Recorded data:
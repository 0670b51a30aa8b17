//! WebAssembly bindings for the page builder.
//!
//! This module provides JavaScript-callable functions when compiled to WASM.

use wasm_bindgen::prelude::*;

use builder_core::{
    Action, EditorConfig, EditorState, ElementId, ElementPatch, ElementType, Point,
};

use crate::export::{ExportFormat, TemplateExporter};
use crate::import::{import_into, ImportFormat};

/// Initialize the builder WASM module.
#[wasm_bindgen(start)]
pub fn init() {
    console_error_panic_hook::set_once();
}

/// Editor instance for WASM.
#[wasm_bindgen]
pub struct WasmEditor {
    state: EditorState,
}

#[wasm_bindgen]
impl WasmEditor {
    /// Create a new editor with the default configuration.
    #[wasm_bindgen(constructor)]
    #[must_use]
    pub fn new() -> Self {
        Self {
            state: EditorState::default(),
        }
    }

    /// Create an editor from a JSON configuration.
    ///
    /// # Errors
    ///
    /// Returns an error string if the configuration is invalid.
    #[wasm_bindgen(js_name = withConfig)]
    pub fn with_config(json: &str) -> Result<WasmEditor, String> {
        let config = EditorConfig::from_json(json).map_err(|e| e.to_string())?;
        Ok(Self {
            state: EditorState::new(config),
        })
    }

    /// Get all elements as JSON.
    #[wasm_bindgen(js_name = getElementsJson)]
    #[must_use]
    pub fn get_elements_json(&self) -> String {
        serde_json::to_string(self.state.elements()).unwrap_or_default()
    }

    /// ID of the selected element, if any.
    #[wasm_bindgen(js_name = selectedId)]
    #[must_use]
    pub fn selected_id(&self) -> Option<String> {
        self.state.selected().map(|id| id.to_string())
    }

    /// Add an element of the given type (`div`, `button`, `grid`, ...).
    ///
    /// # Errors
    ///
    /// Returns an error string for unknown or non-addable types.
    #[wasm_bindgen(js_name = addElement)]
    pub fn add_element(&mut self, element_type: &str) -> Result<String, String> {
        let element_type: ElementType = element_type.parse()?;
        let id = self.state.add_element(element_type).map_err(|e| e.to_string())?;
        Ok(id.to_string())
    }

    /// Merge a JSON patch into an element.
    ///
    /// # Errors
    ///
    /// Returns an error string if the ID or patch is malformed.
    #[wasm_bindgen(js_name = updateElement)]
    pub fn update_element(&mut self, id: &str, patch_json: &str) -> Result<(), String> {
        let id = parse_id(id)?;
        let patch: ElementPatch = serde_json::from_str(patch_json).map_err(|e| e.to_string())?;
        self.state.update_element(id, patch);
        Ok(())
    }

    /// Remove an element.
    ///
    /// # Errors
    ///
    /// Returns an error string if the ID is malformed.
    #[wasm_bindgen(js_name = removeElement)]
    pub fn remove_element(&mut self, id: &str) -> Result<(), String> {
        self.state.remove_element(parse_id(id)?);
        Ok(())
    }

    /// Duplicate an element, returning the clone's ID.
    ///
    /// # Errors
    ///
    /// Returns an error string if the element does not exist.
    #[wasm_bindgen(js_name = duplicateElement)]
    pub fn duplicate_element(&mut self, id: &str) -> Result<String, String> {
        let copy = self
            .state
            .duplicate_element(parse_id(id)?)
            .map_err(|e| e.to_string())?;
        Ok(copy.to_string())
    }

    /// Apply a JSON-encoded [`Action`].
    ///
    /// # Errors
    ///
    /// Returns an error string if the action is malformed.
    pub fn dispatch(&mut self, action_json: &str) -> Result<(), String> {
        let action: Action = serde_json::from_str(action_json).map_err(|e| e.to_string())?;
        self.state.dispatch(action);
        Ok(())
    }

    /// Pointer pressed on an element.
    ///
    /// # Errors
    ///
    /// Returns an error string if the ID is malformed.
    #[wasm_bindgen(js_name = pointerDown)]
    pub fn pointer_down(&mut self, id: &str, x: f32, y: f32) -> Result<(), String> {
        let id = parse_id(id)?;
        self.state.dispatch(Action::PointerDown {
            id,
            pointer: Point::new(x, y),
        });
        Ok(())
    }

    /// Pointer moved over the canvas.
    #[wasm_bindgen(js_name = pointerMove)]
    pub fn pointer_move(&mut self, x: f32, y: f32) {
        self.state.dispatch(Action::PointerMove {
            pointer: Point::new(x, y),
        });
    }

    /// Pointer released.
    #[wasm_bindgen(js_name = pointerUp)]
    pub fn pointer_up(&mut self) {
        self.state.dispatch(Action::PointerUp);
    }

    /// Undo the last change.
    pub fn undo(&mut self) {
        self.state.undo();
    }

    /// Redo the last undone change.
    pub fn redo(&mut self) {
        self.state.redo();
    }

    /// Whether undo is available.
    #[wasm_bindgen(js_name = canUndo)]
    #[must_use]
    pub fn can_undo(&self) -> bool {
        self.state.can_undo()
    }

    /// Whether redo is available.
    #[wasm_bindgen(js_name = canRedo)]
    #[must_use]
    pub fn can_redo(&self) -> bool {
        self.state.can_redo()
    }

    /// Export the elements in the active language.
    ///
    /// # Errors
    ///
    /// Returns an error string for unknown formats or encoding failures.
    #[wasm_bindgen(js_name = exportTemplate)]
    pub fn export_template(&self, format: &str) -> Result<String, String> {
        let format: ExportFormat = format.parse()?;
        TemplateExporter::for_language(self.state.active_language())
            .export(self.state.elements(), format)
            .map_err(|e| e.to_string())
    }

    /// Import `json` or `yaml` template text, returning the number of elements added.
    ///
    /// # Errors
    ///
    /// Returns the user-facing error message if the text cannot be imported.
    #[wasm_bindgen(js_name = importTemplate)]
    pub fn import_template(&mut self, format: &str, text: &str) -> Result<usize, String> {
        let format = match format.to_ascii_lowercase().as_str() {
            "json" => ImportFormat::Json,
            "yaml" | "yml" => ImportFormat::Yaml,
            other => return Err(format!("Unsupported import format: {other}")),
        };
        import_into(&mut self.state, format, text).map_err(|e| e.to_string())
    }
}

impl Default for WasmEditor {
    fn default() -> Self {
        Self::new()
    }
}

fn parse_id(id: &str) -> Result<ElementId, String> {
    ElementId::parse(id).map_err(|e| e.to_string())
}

**Prompt**
Transcribe the data in full, matching every line exactly.

**Solution for this exercise**
repository 0670b51a30aa8b17
//! WebAssembly bindings for the page builder.
//!
//! This module provides JavaScript-callable functions when compiled to WASM.

use wasm_bindgen::prelude::*;

use builder_core::{
    Action, EditorConfig, EditorState, ElementId, ElementPatch, ElementType, Point,
};

use crate::export::{ExportFormat, TemplateExporter};
use crate::import::{import_into, ImportFormat};

/// Initialize the builder WASM module.
#[wasm_bindgen(start)]
pub fn init() {
    console_error_panic_hook::set_once();
}

/// Editor instance for WASM.
#[wasm_bindgen]
pub struct WasmEditor {
    state: EditorState,
}

#[wasm_bindgen]
impl WasmEditor {
    /// Create a new editor with the default configuration.
    #[wasm_bindgen(constructor)]
    #[must_use]
    pub fn new() -> Self {
        Self {
            state: EditorState::default(),
        }
    }

    /// Create an editor from a JSON configuration.
    ///
    /// # Errors
    ///
    /// Returns an error string if the configuration is invalid.
    #[wasm_bindgen(js_name = withConfig)]
    pub fn with_config(json: &str) -> Result<WasmEditor, String> {
        let config = EditorConfig::from_json(json).map_err(|e| e.to_string())?;
        Ok(Self {
            state: EditorState::new(config),
        })
    }

    /// Get all elements as JSON.
    #[wasm_bindgen(js_name = getElementsJson)]
    #[must_use]
    pub fn get_elements_json(&self) -> String {
        serde_json::to_string(self.state.elements()).unwrap_or_default()
    }

    /// ID of the selected element, if any.
    #[wasm_bindgen(js_name = selectedId)]
    #[must_use]
    pub fn selected_id(&self) -> Option<String> {
        self.state.selected().map(|id| id.to_string())
    }

    /// Add an element of the given type (`div`, `button`, `grid`, ...).
    ///
    /// # Errors
    ///
    /// Returns an error string for unknown or non-addable types.
    #[wasm_bindgen(js_name = addElement)]
    pub fn add_element(&mut self, element_type: &str) -> Result<String, String> {
        let element_type: ElementType = element_type.parse()?;
        let id = self.state.add_element(element_type).map_err(|e| e.to_string())?;
        Ok(id.to_string())
    }

    /// Merge a JSON patch into an element.
    ///
    /// # Errors
    ///
    /// Returns an error string if the ID or patch is malformed.
    #[wasm_bindgen(js_name = updateElement)]
    pub fn update_element(&mut self, id: &str, patch_json: &str) -> Result<(), String> {
        let id = parse_id(id)?;
        let patch: ElementPatch = serde_json::from_str(patch_json).map_err(|e| e.to_string())?;
        self.state.update_element(id, patch);
        Ok(())
    }

    /// Remove an element.
    ///
    /// # Errors
    ///
    /// Returns an error string if the ID is malformed.
    #[wasm_bindgen(js_name = removeElement)]
    pub fn remove_element(&mut self, id: &str) -> Result<(), String> {
        self.state.remove_element(parse_id(id)?);
        Ok(())
    }

    /// Duplicate an element, returning the clone's ID.
    ///
    /// # Errors
    ///
    /// Returns an error string if the element does not exist.
    #[wasm_bindgen(js_name = duplicateElement)]
    pub fn duplicate_element(&mut self, id: &str) -> Result<String, String> {
        let copy = self
            .state
            .duplicate_element(parse_id(id)?)
            .map_err(|e| e.to_string())?;
        Ok(copy.to_string())
    }

    /// Apply a JSON-encoded [`Action`].
    ///
    /// # Errors
    ///
    /// Returns an error string if the action is malformed.
    pub fn dispatch(&mut self, action_json: &str) -> Result<(), String> {
        let action: Action = serde_json::from_str(action_json).map_err(|e| e.to_string())?;
        self.state.dispatch(action);
        Ok(())
    }

    /// Pointer pressed on an element.
    ///
    /// # Errors
    ///
    /// Returns an error string if the ID is malformed.
    #[wasm_bindgen(js_name = pointerDown)]
    pub fn pointer_down(&mut self, id: &str, x: f32, y: f32) -> Result<(), String> {
        let id = parse_id(id)?;
        self.state.dispatch(Action::PointerDown {
            id,
            pointer: Point::new(x, y),
        });
        Ok(())
    }

    /// Pointer moved over the canvas.
    #[wasm_bindgen(js_name = pointerMove)]
    pub fn pointer_move(&mut self, x: f32, y: f32) {
        self.state.dispatch(Action::PointerMove {
            pointer: Point::new(x, y),
        });
    }

    /// Pointer released.
    #[wasm_bindgen(js_name = pointerUp)]
    pub fn pointer_up(&mut self) {
        self.state.dispatch(Action::PointerUp);
    }

    /// Undo the last change.
    pub fn undo(&mut self) {
        self.state.undo();
    }

    /// Redo the last undone change.
    pub fn redo(&mut self) {
        self.state.redo();
    }

    /// Whether undo is available.
    #[wasm_bindgen(js_name = canUndo)]
    #[must_use]
    pub fn can_undo(&self) -> bool {
        self.state.can_undo()
    }

    /// Whether redo is available.
    #[wasm_bindgen(js_name = canRedo)]
    #[must_use]
    pub fn can_redo(&self) -> bool {
        self.state.can_redo()
    }

    /// Export the elements in the active language.
    ///
    /// # Errors
    ///
    /// Returns an error string for unknown formats or encoding failures.
    #[wasm_bindgen(js_name = exportTemplate)]
    pub fn export_template(&self, format: &str) -> Result<String, String> {
        let format: ExportFormat = format.parse()?;
        TemplateExporter::for_language(self.state.active_language())
            .export(self.state.elements(), format)
            .map_err(|e| e.to_string())
    }

    /// Import `json` or `yaml` template text, returning the number of elements added.
    ///
    /// # Errors
    ///
    /// Returns the user-facing error message if the text cannot be imported.
    #[wasm_bindgen(js_name = importTemplate)]
    pub fn import_template(&mut self, format: &str, text: &str) -> Result<usize, String> {
        let format = match format.to_ascii_lowercase().as_str() {
            "json" => ImportFormat::Json,
            "yaml" | "yml" => ImportFormat::Yaml,
            other => return Err(format!("Unsupported import format: {other}")),
        };
        import_into(&mut self.state, format, text).map_err(|e| e.to_string())
    }
}

impl Default for WasmEditor {
    fn default() -> Self {
        Self::new()
    }
}

fn parse_id(id: &str) -> Result<ElementId, String> {
    ElementId::parse(id).map_err(|e| e.to_string())
}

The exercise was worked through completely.